Chapter
1: Setting the Framework for our Considerations
Chapter
1 Contents
1.1
Introduction
1.2
The Big Question
1.3
A Wider View of Judgment
1.4
Starting from a Biblical Viewpoint
1.5
The Framework of the Fall
1.6
If we could design God
1.7
To Conclude
1.1
Introduction
Our
approach
May
I state from this opening paragraph of this book what I am intending
to do. I am suggesting we do something that is quite unusual:
- that
we see what the Bible says is the
character of God and
-
then what things LOGICALLY
flow from that.
For
example, if the Bible says God is love, what LOGICALLY flows from
that? What MUST flow from that IF that description is accurate. Before
we move on, I am going to state four propositions as foundations for
this book:
1.
We will see what the Bible states about the character of God
2.
We will consider the LOGICAL things that MUST flow from them if
they are true
3.
We will examine the judgments in the light of both those things
4.
We will see if the end conclusion MAKES SENSE like nothing else does.
I
realise than many may have question marks about the Bible and obviously
the Bible must come under the spotlight and so we will do that in
1.4 below.
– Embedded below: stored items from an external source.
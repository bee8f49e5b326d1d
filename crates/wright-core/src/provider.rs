use std::pin::Pin;

use async_trait::async_trait;
use futures::Stream;

use crate::errors::ProviderError;
use crate::messages::Message;
use crate::tokens::TokenUsage;

/// One model call: a system prompt plus the conversation so far.
#[derive(Clone, Debug, Default)]
pub struct ModelRequest {
    pub system_prompt: String,
    pub messages: Vec<Message>,
}

/// Pieces of an incremental model response.
#[derive(Clone, Debug, PartialEq)]
pub enum ModelChunk {
    Delta(String),
    Usage(TokenUsage),
}

pub type ModelStream = Pin<Box<dyn Stream<Item = Result<ModelChunk, ProviderError>> + Send>>;

/// Streaming completion. The runtime never inspects how the response is
/// produced; it only consumes the chunk stream.
#[async_trait]
pub trait ModelProvider: Send + Sync {
    fn name(&self) -> &str;

    async fn stream(&self, request: &ModelRequest) -> Result<ModelStream, ProviderError>;
}
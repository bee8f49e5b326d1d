use std::collections::HashMap;
use std::panic::AssertUnwindSafe;
use std::path::{Component, Path};
use std::sync::Arc;
use std::time::Duration;

use futures::FutureExt;
use tracing::{debug, error, instrument};
use wright_core::events::DomainEvent;
use wright_core::tools::{Tool, ToolContext, ToolError, ToolErrorCode, ToolRequest};

use crate::event_bus::{panic_message, EventBus};

/// Registry of available tools, keyed by wire name.
pub struct ToolRegistry {
    tools: HashMap<String, Arc<dyn Tool>>,
}

impl ToolRegistry {
    pub fn new() -> Self {
        Self {
            tools: HashMap::new(),
        }
    }

    /// Register a tool, replacing any previous tool of the same name.
    pub fn register(&mut self, tool: Arc<dyn Tool>) {
        self.tools.insert(tool.name().to_string(), tool);
    }

    pub fn get(&self, name: &str) -> Option<Arc<dyn Tool>> {
        self.tools.get(name).map(Arc::clone)
    }

    pub fn contains(&self, name: &str) -> bool {
        self.tools.contains_key(name)
    }

    /// All tool names, sorted.
    pub fn names(&self) -> Vec<String> {
        let mut names: Vec<String> = self.tools.keys().cloned().collect();
        names.sort();
        names
    }

    /// `(name, description)` pairs, sorted by name.
    pub fn catalog(&self) -> Vec<(String, String)> {
        self.names()
            .into_iter()
            .filter_map(|name| {
                let description = self.tools.get(&name)?.description().to_string();
                Some((name, description))
            })
            .collect()
    }

    pub fn count(&self) -> usize {
        self.tools.len()
    }
}

impl Default for ToolRegistry {
    fn default() -> Self {
        Self::new()
    }
}

/// Validates requests against the registry and runs them with a timeout,
/// turning panics and timeouts into `EXECUTION_ERROR`.
pub struct ToolExecutor {
    registry: Arc<ToolRegistry>,
    bus: Arc<EventBus>,
    timeout: Duration,
}

impl ToolExecutor {
    pub fn new(registry: Arc<ToolRegistry>, bus: Arc<EventBus>, timeout: Duration) -> Self {
        Self {
            registry,
            bus,
            timeout,
        }
    }

    pub fn registry(&self) -> &ToolRegistry {
        &self.registry
    }

    /// Publishes `TOOL_EXECUTING` first, so even invalid requests are seen.
    #[instrument(skip_all, fields(tool = %request.name, tool_id = %request.tool_id))]
    pub async fn execute(&self, request: &ToolRequest, ctx: &ToolContext) -> Result<String, ToolError> {
        self.bus.publish(DomainEvent::ToolExecuting {
            name: request.name.clone(),
            params: request.params.clone(),
        });

        let tool = self.validate(request)?;
        debug!("tool validated, executing");

        let fut = AssertUnwindSafe(tool.execute(&request.params, ctx)).catch_unwind();
        match tokio::time::timeout(self.timeout, fut).await {
            Ok(Ok(result)) => result,
            Ok(Err(panic)) => {
                let message = panic_message(&panic);
                error!(panic = %message, "tool panicked");
                Err(ToolError::new(&request.name, ToolErrorCode::ExecutionError, message))
            }
            Err(_) => {
                error!(timeout_secs = self.timeout.as_secs(), "tool timed out");
                Err(ToolError::new(
                    &request.name,
                    ToolErrorCode::ExecutionError,
                    format!("Tool {} timed out after {}s", request.name, self.timeout.as_secs()),
                ))
            }
        }
    }

    fn validate(&self, request: &ToolRequest) -> Result<Arc<dyn Tool>, ToolError> {
        let name = request.name.as_str();
        let tool = self
            .registry
            .get(name)
            .ok_or_else(|| ToolError::unknown_tool(name))?;

        for &param in tool.required_params() {
            let Some(value) = request.params.get(param) else {
                return Err(ToolError::missing_param(name, param));
            };
            if value.trim().is_empty() {
                return Err(ToolError::invalid_param(
                    name,
                    ToolErrorCode::InvalidParam,
                    param,
                    "Parameter cannot be empty",
                ));
            }
        }

        for &param in tool.path_params() {
            let Some(value) = request.params.get(param) else {
                continue;
            };
            let path = Path::new(value);
            if path.is_absolute() {
                return Err(ToolError::invalid_param(
                    name,
                    ToolErrorCode::InvalidPath,
                    param,
                    "Path must be relative to working directory",
                ));
            }
            if escapes_root(path) {
                return Err(ToolError::invalid_param(
                    name,
                    ToolErrorCode::InvalidPath,
                    param,
                    "Path must stay inside the working directory",
                ));
            }
        }

        Ok(tool)
    }
}

/// True if `..` components climb above the starting directory.
fn escapes_root(path: &Path) -> bool {
    let mut depth: usize = 0;
    for component in path.components() {
        match component {
            Component::ParentDir => {
                let Some(d) = depth.checked_sub(1) else {
                    return true;
                };
                depth = d;
            }
            Component::Normal(_) => depth += 1,
            _ => {}
        }
    }
    false
}
use std::path::Path;

use ignore::gitignore::{Gitignore, GitignoreBuilder};
use tracing::warn;

/// Directories never worth listing or backing up. Hidden directories are
/// covered by the trailing `.*/` rule.
pub const IGNORED_DIRS: &[&str] = &[
    "node_modules/",
    "__pycache__/",
    "env/",
    "venv/",
    "target/dependency/",
    "build/dependencies/",
    "dist/",
    "out/",
    "bundle/",
    "vendor/",
    "tmp/",
    "temp/",
    "deps/",
    "pkg/",
    "Pods/",
    ".*/",
];

/// Gitignore-style matcher rooted at a project directory.
pub struct IgnoreRules {
    matcher: Gitignore,
}

impl IgnoreRules {
    /// Built-in directory rules only.
    pub fn builtin(root: &Path) -> Self {
        Self::build(root, false)
    }

    /// Built-in rules plus the root `.gitignore`, when present.
    pub fn with_gitignore(root: &Path) -> Self {
        Self::build(root, true)
    }

    fn build(root: &Path, include_gitignore: bool) -> Self {
        let mut builder = GitignoreBuilder::new(root);
        for line in IGNORED_DIRS {
            if let Err(e) = builder.add_line(None, line) {
                warn!(pattern = *line, error = %e, "invalid ignore pattern");
            }
        }
        if include_gitignore {
            let gitignore = root.join(".gitignore");
            if gitignore.is_file() {
                if let Some(e) = builder.add(&gitignore) {
                    warn!(path = %gitignore.display(), error = %e, "error reading .gitignore");
                }
            }
        }
        let matcher = builder.build().unwrap_or_else(|e| {
            warn!(error = %e, "failed to build ignore rules, ignoring nothing");
            Gitignore::empty()
        });
        Self { matcher }
    }

    /// `relative` is relative to the root the rules were built for.
    pub fn is_ignored(&self, relative: &Path, is_dir: bool) -> bool {
        self.matcher.matched(relative, is_dir).is_ignore()
    }
}
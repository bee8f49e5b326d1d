#[derive(Debug, thiserror::Error)]
pub enum StoreError {
    #[error("IO error: {0}")]
    Io(String),

    #[error("serialization error: {0}")]
    Serialization(String),
}

impl From<std::io::Error> for StoreError {
    fn from(e: std::io::Error) -> Self {
        StoreError::Io(e.to_string())
    }
}

impl From<serde_json::Error> for StoreError {
    fn from(e: serde_json::Error) -> Self {
        StoreError::Serialization(e.to_string())
    }
}
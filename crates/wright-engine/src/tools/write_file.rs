use std::sync::Arc;

use async_trait::async_trait;
use wright_core::stream::ToolParams;
use wright_core::tools::{Tool, ToolContext, ToolError, ToolErrorCode};

use super::param;
use crate::file_ops::FileOperationManager;

/// Stages a whole-file write in the current turn.
pub struct WriteFileTool {
    files: Arc<FileOperationManager>,
}

impl WriteFileTool {
    pub fn new(files: Arc<FileOperationManager>) -> Self {
        Self { files }
    }
}

#[async_trait]
impl Tool for WriteFileTool {
    fn name(&self) -> &str {
        "write-to-file"
    }

    fn description(&self) -> &str {
        "Write the complete content of a file, creating it if needed"
    }

    fn required_params(&self) -> &[&'static str] {
        &["path", "content"]
    }

    fn path_params(&self) -> &[&'static str] {
        &["path"]
    }

    async fn execute(&self, params: &ToolParams, _ctx: &ToolContext) -> Result<String, ToolError> {
        let path = param(params, "path");
        let content = param(params, "content");
        self.files.write_file(path, content, None).map_err(|e| {
            ToolError::new(self.name(), ToolErrorCode::WriteError, format!("Error writing to file: {e}"))
        })?;
        Ok(format!("Successfully wrote content to {path}"))
    }
}

#[cfg(test)]
mod tests {
    use super::*;
    use crate::tools::testutil::{ctx, files, params, temp_dir};

    #[tokio::test]
    async fn stages_without_touching_disk() {
        let dir = temp_dir("write");
        let fom = files(&dir);
        let tool = WriteFileTool::new(fom.clone());
        let out = tool
            .execute(&params(&[("path", "src/app.ts"), ("content", "let x = 1;")]), &ctx(&dir))
            .await
            .unwrap();
        assert_eq!(out, "Successfully wrote content to src/app.ts");
        assert!(!dir.join("src/app.ts").exists());
        let change = fom.pending_file_change("src/app.ts").unwrap();
        assert_eq!(change.content.as_deref(), Some("let x = 1;"));
        std::fs::remove_dir_all(&dir).ok();
    }

    #[tokio::test]
    async fn protected_path_is_write_error() {
        let dir = temp_dir("write");
        let tool = WriteFileTool::new(files(&dir));
        let err = tool
            .execute(&params(&[("path", ".lovable/cfg"), ("content", "x")]), &ctx(&dir))
            .await
            .unwrap_err();
        assert_eq!(err.code, ToolErrorCode::WriteError);
        assert_eq!(
            err.message,
            "Error writing to file: Cannot write to protected file/path: .lovable/cfg"
        );
        std::fs::remove_dir_all(&dir).ok();
    }
}
use std::path::Path;

use async_trait::async_trait;
use tracing::{debug, info};
use wright_core::errors::ServiceError;
use wright_core::services::Snapshotter;

pub const NO_CHANGES: &str = "No changes detected";

/// Stages and commits the working tree with the `git` binary.
#[derive(Debug, Default, Clone)]
pub struct GitSnapshotter;

async fn git(dir: &Path, args: &[&str]) -> Result<String, ServiceError> {
    let command = format!("git {}", args.join(" "));
    debug!(command = %command, dir = %dir.display(), "running git");
    let output = tokio::process::Command::new("git")
        .arg("-C")
        .arg(dir)
        .args(args)
        .output()
        .await
        .map_err(|e| ServiceError::Command {
            command: command.clone(),
            stderr: e.to_string(),
        })?;

    if !output.status.success() {
        return Err(ServiceError::Command {
            command,
            stderr: String::from_utf8_lossy(&output.stderr).trim().to_string(),
        });
    }
    Ok(String::from_utf8_lossy(&output.stdout).into_owned())
}

/// Summary line for a set of staged paths.
fn commit_message(files: &[&str]) -> String {
    match files {
        [] => "Update project".to_string(),
        [one] => format!("Update {one}"),
        [a, b] => format!("Update {a} and {b}"),
        [a, b, rest @ ..] => format!("Update {a}, {b} and {} more", rest.len()),
    }
}

#[async_trait]
impl Snapshotter for GitSnapshotter {
    async fn snapshot(&self, path: &Path, message: Option<&str>) -> Result<String, ServiceError> {
        let status = git(path, &["status", "--porcelain"]).await?;
        if status.trim().is_empty() {
            return Ok(NO_CHANGES.to_string());
        }

        git(path, &["add", "-A"]).await?;
        let message = match message {
            Some(m) => m.to_string(),
            None => {
                let staged = git(path, &["diff", "--cached", "--name-only"]).await?;
                let files: Vec<&str> = staged.lines().filter(|l| !l.is_empty()).collect();
                commit_message(&files)
            }
        };
        git(path, &["commit", "-m", &message]).await?;
        info!(path = %path.display(), message = %message, "created git snapshot");
        Ok(message)
    }
}
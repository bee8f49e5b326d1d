use std::collections::HashMap;
use std::path::PathBuf;

use async_trait::async_trait;
use serde::{Deserialize, Serialize};

use crate::errors::HookError;
use crate::ids::TurnId;

#[derive(Clone, Copy, Debug, PartialEq, Eq, Serialize, Deserialize)]
#[serde(rename_all = "snake_case")]
pub enum ChangeType {
    Write,
    Delete,
    Rename,
    AddDependency,
}

/// One staged mutation of the workspace. For renames `content` holds the
/// destination path; for dependency adds it holds the package name.
#[derive(Clone, Debug, PartialEq, Serialize, Deserialize)]
pub struct FileChange {
    pub path: String,
    pub change_type: ChangeType,
    #[serde(default, skip_serializing_if = "Option::is_none")]
    pub content: Option<String>,
    #[serde(default)]
    pub metadata: serde_json::Map<String, serde_json::Value>,
}

impl FileChange {
    pub fn new(path: impl Into<String>, change_type: ChangeType, content: Option<String>) -> Self {
        Self {
            path: path.into(),
            change_type,
            content,
            metadata: serde_json::Map::new(),
        }
    }

    pub fn with_metadata(mut self, metadata: serde_json::Map<String, serde_json::Value>) -> Self {
        self.metadata = metadata;
        self
    }
}

#[derive(Clone, Copy, Debug, PartialEq, Eq, Serialize, Deserialize)]
#[serde(rename_all = "snake_case")]
pub enum HookStatus {
    Pending,
    Success,
    Failed,
    Aborted,
}

/// Outcome of one hook run, handed to its callback and recorded in the turn.
#[derive(Clone, Debug, PartialEq, Serialize, Deserialize)]
pub struct HookContext {
    pub hook_name: String,
    pub status: HookStatus,
    #[serde(default, skip_serializing_if = "Option::is_none")]
    pub result: Option<serde_json::Value>,
    #[serde(default, skip_serializing_if = "Option::is_none")]
    pub error: Option<String>,
}

impl HookContext {
    pub fn pending(hook_name: impl Into<String>) -> Self {
        Self {
            hook_name: hook_name.into(),
            status: HookStatus::Pending,
            result: None,
            error: None,
        }
    }

    pub fn succeeded(hook_name: impl Into<String>, result: serde_json::Value) -> Self {
        Self {
            hook_name: hook_name.into(),
            status: HookStatus::Success,
            result: Some(result),
            error: None,
        }
    }

    pub fn failed(hook_name: impl Into<String>, error: impl Into<String>) -> Self {
        Self {
            hook_name: hook_name.into(),
            status: HookStatus::Failed,
            result: None,
            error: Some(error.into()),
        }
    }

    pub fn is_success(&self) -> bool {
        self.status == HookStatus::Success
    }
}

/// The live transaction of one agent step. Non-blocking hooks receive a
/// clone, so nothing they record reaches the live turn.
#[derive(Clone, Debug, PartialEq, Serialize, Deserialize)]
pub struct WriteTurn {
    pub turn_id: TurnId,
    pub cwd: PathBuf,
    pub changes: Vec<FileChange>,
    pub hook_results: HashMap<String, HookContext>,
}

impl WriteTurn {
    pub fn new(cwd: impl Into<PathBuf>) -> Self {
        Self {
            turn_id: TurnId::new(),
            cwd: cwd.into(),
            changes: Vec::new(),
            hook_results: HashMap::new(),
        }
    }

    pub fn hook_result(&self, name: &str) -> Option<&HookContext> {
        self.hook_results.get(name)
    }
}

/// A function run against a turn, before or after its changes are applied.
#[async_trait]
pub trait TurnHook: Send + Sync {
    async fn run(&self, turn: &WriteTurn) -> Result<serde_json::Value, HookError>;
}

/// Invoked with the hook's outcome, whether it succeeded or failed.
#[async_trait]
pub trait HookCallback: Send + Sync {
    async fn on_complete(&self, ctx: &HookContext) -> Result<(), HookError>;
}
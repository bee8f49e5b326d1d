use parking_lot::Mutex;
use wright_core::messages::Message;

use crate::error::StoreError;
use crate::list::{ListData, ListStore};

/// In-process list store. Lost when the process exits.
#[derive(Default)]
pub struct MemoryListStore {
    data: Mutex<ListData>,
}

impl MemoryListStore {
    pub fn new() -> Self {
        Self::default()
    }
}

impl ListStore for MemoryListStore {
    fn lpush(&self, key: &str, values: Vec<Message>) -> Result<usize, StoreError> {
        Ok(self.data.lock().lpush(key, values))
    }

    fn rpush(&self, key: &str, values: Vec<Message>) -> Result<usize, StoreError> {
        Ok(self.data.lock().rpush(key, values))
    }

    fn lpop(&self, key: &str) -> Result<Option<Message>, StoreError> {
        Ok(self.data.lock().lpop(key))
    }

    fn rpop(&self, key: &str) -> Result<Option<Message>, StoreError> {
        Ok(self.data.lock().rpop(key))
    }

    fn lrange(&self, key: &str, start: i64, end: i64) -> Result<Vec<Message>, StoreError> {
        Ok(self.data.lock().lrange(key, start, end))
    }

    fn delete(&self, key: &str) -> Result<bool, StoreError> {
        Ok(self.data.lock().delete(key))
    }

    fn ltrim(&self, key: &str, start: i64, end: i64) -> Result<bool, StoreError> {
        Ok(self.data.lock().ltrim(key, start, end))
    }

    fn lrem(&self, key: &str, value: &Message, count: i64) -> Result<usize, StoreError> {
        Ok(self.data.lock().lrem(key, value, count))
    }

    fn lclear(&self, key: &str) -> Result<bool, StoreError> {
        Ok(self.data.lock().lclear(key))
    }
}
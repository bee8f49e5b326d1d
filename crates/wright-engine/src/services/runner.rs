use std::time::Duration;

use async_trait::async_trait;
use serde::de::DeserializeOwned;
use serde_json::json;
use tracing::{debug, info};
use wright_core::errors::ServiceError;
use wright_core::services::{BuildCheck, LintCheck, RunnerClient};

/// Runner used when no runner service is configured. Every call is logged
/// and reports a clean project.
#[derive(Debug, Default, Clone)]
pub struct LoggingRunner;

#[async_trait]
impl RunnerClient for LoggingRunner {
    async fn check_errors(&self, project_id: &str) -> Result<BuildCheck, ServiceError> {
        info!(project_id, "check_errors");
        Ok(BuildCheck::default())
    }

    async fn lint_project(&self, project_id: &str) -> Result<LintCheck, ServiceError> {
        info!(project_id, "lint_project");
        Ok(LintCheck::default())
    }

    async fn add_package(&self, project_id: &str, package_name: &str, restart_server: bool) -> Result<(), ServiceError> {
        info!(project_id, package_name, restart_server, "add_package");
        Ok(())
    }

    async fn restart_project(&self, project_id: &str) -> Result<(), ServiceError> {
        info!(project_id, "restart_project");
        Ok(())
    }
}

/// JSON-over-HTTP client for a runner service.
///
/// Endpoints are `POST {base_url}/projects/{project_id}/{action}`.
pub struct HttpRunnerClient {
    base_url: String,
    client: reqwest::Client,
}

impl std::fmt::Debug for HttpRunnerClient {
    fn fmt(&self, f: &mut std::fmt::Formatter<'_>) -> std::fmt::Result {
        f.debug_struct("HttpRunnerClient")
            .field("base_url", &self.base_url)
            .finish_non_exhaustive()
    }
}

impl HttpRunnerClient {
    pub fn new(base_url: impl Into<String>, timeout: Duration) -> Result<Self, ServiceError> {
        let client = reqwest::Client::builder()
            .timeout(timeout)
            .build()
            .map_err(|e| ServiceError::Http(e.to_string()))?;
        Ok(Self {
            base_url: base_url.into().trim_end_matches('/').to_string(),
            client,
        })
    }

    fn endpoint(&self, project_id: &str, action: &str) -> String {
        format!("{}/projects/{project_id}/{action}", self.base_url)
    }

    async fn post(&self, project_id: &str, action: &str, body: serde_json::Value) -> Result<reqwest::Response, ServiceError> {
        let url = self.endpoint(project_id, action);
        debug!(url = %url, "runner request");
        let response = self
            .client
            .post(&url)
            .json(&body)
            .send()
            .await
            .map_err(|e| ServiceError::Http(e.to_string()))?;

        let status = response.status();
        if !status.is_success() {
            let body = response.text().await.unwrap_or_default();
            return Err(ServiceError::Status {
                status: status.as_u16(),
                body,
            });
        }
        Ok(response)
    }

    async fn post_json<T: DeserializeOwned>(&self, project_id: &str, action: &str) -> Result<T, ServiceError> {
        self.post(project_id, action, json!({}))
            .await?
            .json::<T>()
            .await
            .map_err(|e| ServiceError::Http(e.to_string()))
    }
}

#[async_trait]
impl RunnerClient for HttpRunnerClient {
    async fn check_errors(&self, project_id: &str) -> Result<BuildCheck, ServiceError> {
        self.post_json(project_id, "check-errors").await
    }

    async fn lint_project(&self, project_id: &str) -> Result<LintCheck, ServiceError> {
        self.post_json(project_id, "lint").await
    }

    async fn add_package(&self, project_id: &str, package_name: &str, restart_server: bool) -> Result<(), ServiceError> {
        self.post(
            project_id,
            "packages",
            json!({ "package_name": package_name, "restart_server": restart_server }),
        )
        .await
        .map(|_| ())
    }

    async fn restart_project(&self, project_id: &str) -> Result<(), ServiceError> {
        self.post(project_id, "restart", json!({})).await.map(|_| ())
    }
}
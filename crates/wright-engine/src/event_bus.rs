use std::future::Future;
use std::panic::AssertUnwindSafe;
use std::sync::atomic::{AtomicU64, Ordering};
use std::sync::Arc;

use dashmap::DashMap;
use futures::future::BoxFuture;
use futures::FutureExt;
use tracing::{debug, error};
use wright_core::events::{DomainEvent, EventType};

/// Error type handlers may return. Anything convertible works with `?`.
pub type HandlerError = Box<dyn std::error::Error + Send + Sync>;
pub type HandlerResult = Result<(), HandlerError>;

type SyncHandler = Arc<dyn Fn(&DomainEvent) -> HandlerResult + Send + Sync>;
type AsyncHandler = Arc<dyn Fn(DomainEvent) -> BoxFuture<'static, HandlerResult> + Send + Sync>;

#[derive(Clone)]
enum Handler {
    Sync(SyncHandler),
    Async(AsyncHandler),
}

#[derive(Clone, Copy, Debug, PartialEq, Eq, Hash)]
pub struct SubscriptionId(u64);

/// In-process pub/sub keyed by [`EventType`]. Handler failures and panics are
/// logged and never reach the publisher or sibling handlers.
pub struct EventBus {
    subscribers: DashMap<EventType, Vec<(SubscriptionId, Handler)>>,
    next_id: AtomicU64,
}

impl EventBus {
    pub fn new() -> Self {
        Self {
            subscribers: DashMap::new(),
            next_id: AtomicU64::new(1),
        }
    }

    pub fn subscribe<F>(&self, event_type: EventType, handler: F) -> SubscriptionId
    where
        F: Fn(&DomainEvent) -> HandlerResult + Send + Sync + 'static,
    {
        self.insert(event_type, Handler::Sync(Arc::new(handler)))
    }

    pub fn subscribe_async<F, Fut>(&self, event_type: EventType, handler: F) -> SubscriptionId
    where
        F: Fn(DomainEvent) -> Fut + Send + Sync + 'static,
        Fut: Future<Output = HandlerResult> + Send + 'static,
    {
        let handler: AsyncHandler = Arc::new(move |event| handler(event).boxed());
        self.insert(event_type, Handler::Async(handler))
    }

    /// Remove a subscription. Returns false if it was already gone.
    pub fn unsubscribe(&self, id: SubscriptionId) -> bool {
        let mut removed = false;
        for mut entry in self.subscribers.iter_mut() {
            let before = entry.len();
            entry.retain(|(sid, _)| *sid != id);
            removed |= entry.len() != before;
        }
        removed
    }

    pub fn subscriber_count(&self, event_type: EventType) -> usize {
        self.subscribers.get(&event_type).map_or(0, |s| s.len())
    }

    /// Run the synchronous handlers for the event. Async handlers are skipped.
    pub fn publish(&self, event: DomainEvent) {
        let event_type = event.event_type();
        debug!(?event_type, "publishing event");
        for (_, handler) in self.snapshot(event_type) {
            if let Handler::Sync(handler) = handler {
                run_sync(&handler, &event, event_type);
            }
        }
    }

    /// Run the synchronous handlers, then await the async ones one after
    /// another in subscription order.
    pub async fn publish_async(&self, event: DomainEvent) {
        let event_type = event.event_type();
        debug!(?event_type, "publishing async event");
        let handlers = self.snapshot(event_type);
        for (_, handler) in &handlers {
            if let Handler::Sync(handler) = handler {
                run_sync(handler, &event, event_type);
            }
        }
        for (_, handler) in handlers {
            let Handler::Async(handler) = handler else {
                continue;
            };
            match AssertUnwindSafe(handler(event.clone())).catch_unwind().await {
                Ok(Ok(())) => {}
                Ok(Err(e)) => error!(?event_type, error = %e, "async event handler failed"),
                Err(panic) => error!(
                    ?event_type,
                    panic = %panic_message(&panic),
                    "async event handler panicked"
                ),
            }
        }
    }

    fn insert(&self, event_type: EventType, handler: Handler) -> SubscriptionId {
        let id = SubscriptionId(self.next_id.fetch_add(1, Ordering::Relaxed));
        self.subscribers
            .entry(event_type)
            .or_default()
            .push((id, handler));
        debug!(?event_type, subscription = id.0, "subscriber added");
        id
    }

    /// Clone the handler list so no map lock is held while handlers run;
    /// handlers may subscribe or publish themselves.
    fn snapshot(&self, event_type: EventType) -> Vec<(SubscriptionId, Handler)> {
        self.subscribers
            .get(&event_type)
            .map(|s| s.value().clone())
            .unwrap_or_default()
    }
}

impl Default for EventBus {
    fn default() -> Self {
        Self::new()
    }
}

fn run_sync(handler: &SyncHandler, event: &DomainEvent, event_type: EventType) {
    match std::panic::catch_unwind(AssertUnwindSafe(|| handler(event))) {
        Ok(Ok(())) => {}
        Ok(Err(e)) => error!(?event_type, error = %e, "event handler failed"),
        Err(panic) => error!(
            ?event_type,
            panic = %panic_message(&panic),
            "event handler panicked"
        ),
    }
}

/// Best-effort text of a caught panic payload.
pub(crate) fn panic_message(panic: &Box<dyn std::any::Any + Send>) -> String {
    if let Some(s) = panic.downcast_ref::<&str>() {
        (*s).to_string()
    } else if let Some(s) = panic.downcast_ref::<String>() {
        s.clone()
    } else {
        "unknown panic".to_string()
    }
}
However, I do want you to realise that every chapter will
be filled with what the Bible says because it is that which we will
be examining in detail.
Some
preliminaries
This
is a book for serious seekers of the truth, those willing to read
and to think seriously. If you are less than that, please stop now;
you will be bored.
This
is for people for whom these questions about God are important and
deserve answering. If you aren;t open to answers, please stop now,
you'll be frustrated.
This
is not 'Sunday afternoon reading', not becasue it is scary (quite
the contrary!) but because there a lot to read and think about.
If
you struggle with the very idea of the existence of God, this book
is not for you. If you are open to think through the issues found
in this book, then it may help you come to belief, but be warned,
all the way through it accepts the Bible's assertions about both the
existence of God and the nature or character of God as its starting
place, and then works logically from that to check that assertion.
It
is essentially a book for those who accept the general statement that
God exists as revealed in the Bible, but who have not ever really
thought through the issues to do with both His love and the judgments
He appears to bring. Let's explain some more.
Facing
our fears about God
I
have found over the years, there is an area that Christians seem to
avoid and non-Christian sceptics seem to delight in. It is that difficult
area of the Bible where a loving God appears to command bad things
or do bad things. I speak of the area of theology that would come
under the heading, “The Judgment of God”. Now I speak not about the
End Judgment which is what Christians veer towards (and which we will
consider in the end chapters), but the many instances in the Bible
of acts of judgment, especially as we see them in the Old Testament
(although we will examine the entire Bible).
What
does it mean that God is love?
It
seems to me that if the apostle John could claim “God
is love” (1 Jn 4:8,16) and God Himself could reveal to
Moses that He was a “compassionate
and gracious God, slow to anger, abounding in love and faithfulness,
maintaining love to thousands, and forgiving wickedness, rebellion
and sin,” (Ex 34:6,7) then we need to look again at the
Old Testament and see what went on through God's eyes of love, and
that is what I started to do in my previous book, “God's Love in the
Old Testament”, and now continue here in greater depth.
Facing
the thought of judgment
However,
since then, as I have been doing various Bible studies, it felt there
was more to be said about the anger of God and the judgment of God
in seeking to understand His love. That is what this present book
is all about. I will by necessity repeat a number of things said in
that previous book but hopefully build on them into this new context.
I
must confess, from my own experience in the past, talk of God's judgment
has never thrilled me and if preachers spoke about judgment it has
almost invariably been in harsh, censorious terms. Indeed I find that
so many of us have such preconceived but inaccurate ideas of what
things like ‘holiness' mean, that without realising it, deep down
we hold that idea that God is “a hard man” (as per Jesus' parable
– Mt 25:24).
Just
recently I came across a book review that complained that “There
is a recurrent emphasis on God's compassion and friendship and a noticeable
silence over his holiness and sovereignty. The more troubling Jesus
who challenges followers to take up their cross, talks about hell
as well as heaven and turns tables over, is airbrushed out.”
Now
it may be that that is an accurate assessment of the book in question
but even in the way it is said, I suggest, it conveys the impression
that there are nasty things in the shadows of Christianity and talk
of the cross and hell (which we will consider in the end chapters)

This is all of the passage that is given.